Staff Member #4 communicated that s/he did not receive information/report of isolation details for patient #1. The nurse added that the patient was to be transferred to a skilled nursing facility later that day.
Upon review of the patient's chart, Staff Member #4 and Surveyor #2 found no order for initiation or discontinuation of isolation precautions.
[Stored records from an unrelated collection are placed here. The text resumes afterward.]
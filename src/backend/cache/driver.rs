/**
 * Driver Cache
 *
 * Small JSON map kept in memory while the server runs and written to
 * `<cache_dir>/drivers.json` on shutdown.
 */

use std::collections::BTreeMap;
use std::path::{Path, PathBuf};

use serde_json::Value;
use tokio::sync::RwLock;
use tracing::{info, warn};

pub const CACHE_FILE: &str = "drivers.json";

pub struct DriverCache {
    full_path: PathBuf,
    drivers: RwLock<BTreeMap<String, Value>>,
}

impl DriverCache {
    pub fn new(cache_dir: impl AsRef<Path>) -> Self {
        Self {
            full_path: cache_dir.as_ref().join(CACHE_FILE),
            drivers: RwLock::new(BTreeMap::new()),
        }
    }

    pub fn path(&self) -> &Path {
        &self.full_path
    }

    /// Create the cache file if missing and load its contents
    pub async fn born(&self) -> std::io::Result<()> {
        if let Some(dir) = self.full_path.parent() {
            tokio::fs::create_dir_all(dir).await?;
        }
        if !tokio::fs::try_exists(&self.full_path).await? {
            tokio::fs::write(&self.full_path, "{}").await?;
        }

        let raw = tokio::fs::read(&self.full_path).await?;
        let loaded: BTreeMap<String, Value> = match serde_json::from_slice(&raw) {
            Ok(map) => map,
            Err(e) => {
                warn!(path = %self.full_path.display(), "Driver cache unreadable, starting empty: {}", e);
                BTreeMap::new()
            }
        };
        let count = loaded.len();
        *self.drivers.write().await = loaded;
        info!(drivers = count, "=> Driver cache loaded");
        Ok(())
    }

    pub async fn get(&self, id: &str) -> Option<Value> {
        self.drivers.read().await.get(id).cloned()
    }

    pub async fn all(&self) -> BTreeMap<String, Value> {
        self.drivers.read().await.clone()
    }

    pub async fn add(&self, id: impl Into<String>, value: Value) {
        self.drivers.write().await.insert(id.into(), value);
    }

    pub async fn remove(&self, id: &str) -> Option<Value> {
        self.drivers.write().await.remove(id)
    }

    /// Write the map back to disk
    pub async fn die(&self) -> std::io::Result<()> {
        let encoded = serde_json::to_vec(&*self.drivers.read().await)?;
        tokio::fs::write(&self.full_path, encoded).await
    }
}

#[cfg(test)]
mod tests {
    use super::*;
    use serde_json::json;

    #[tokio::test]
    async fn test_born_creates_empty_file() {
        let dir = tempfile::tempdir().unwrap();
        let cache = DriverCache::new(dir.path().join("cache"));
        cache.born().await.unwrap();
        assert_eq!(std::fs::read_to_string(cache.path()).unwrap(), "{}");
        assert!(cache.all().await.is_empty());
    }

    #[tokio::test]
    async fn test_die_persists_and_born_restores() {
        let dir = tempfile::tempdir().unwrap();
        let cache = DriverCache::new(dir.path());
        cache.born().await.unwrap();
        cache.add("d1", json!({"lat": 1.5, "lng": 2.5})).await;
        cache.add("d2", json!("idle")).await;
        assert_eq!(cache.remove("d2").await, Some(json!("idle")));
        cache.die().await.unwrap();

        let reborn = DriverCache::new(dir.path());
        reborn.born().await.unwrap();
        assert_eq!(reborn.get("d1").await, Some(json!({"lat": 1.5, "lng": 2.5})));
        assert_eq!(reborn.get("d2").await, None);
    }
}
Staff Member #4 found an order in the patient's electronic record for MRSA testing dated 7/20/2015. The lab report stated, "Results pending" with completion due 7/23/2015.
Patient #1 reported to Surveyor #2 that s/he received dialysis in the afternoon of 7/21/2015 and patient care staff did not wear gowns or gloves.
The hospital's Quality Director (Staff Member #5) reported a positive result for MRSA for Patient #1 during this hospital visit.
|VIOLATION: LIST OF HOME HEALTH AGENCIES||Tag No: A0823|
Based on medical record review and review of hospital policies and procedures, the hospital failed to ensure staff members responsible for the hospitals discharge planning process, provided applicable patients with a list of Medicare-participating Home Health Agencies (HHA) or skilled nursing facilities (SNF) for whom their discharge plan indicated home health or post-hospital extended care services, in 4 of 5 records reviewed (Patients #2, #3, #4 and #5.)
Failure to provide patients with a Medicare-participating HHA or SNF provider list can lead to patients' limited choice of post-hospital providers and inappropriate post-hospital care.
1. The hospital's policy and procedure entitled "Discharge Planning Assessment: Case Management" (ID # ) (Revised 5/5/2014) read in part as follows: "Case Management Discharge Responsibilities ...4. Provides a Medicare accredited list of facilities, or patient verbalizes choice, and then discusses the patient's choice for SNF, if recommended by Provider and/or therapies, with patient and/or next of kin, and facilitates contacting these facilities through the Utilization Management Specialist or Case Management Assistant."
2. Surveyor #4 reviewed patient records with the hospital's Director of Care Management (Staff Member #6); and the Social Worker Transitional Care Manager (Staff Member #7) of 5 patients that required post- hospital home health services or post hospital extended care services. Staff Member #9 could not provide evidence in the medical record for Patient's #2, #3, #4 or #5 that they received or were provided a list of Medicare-participating HHA or SNF as required.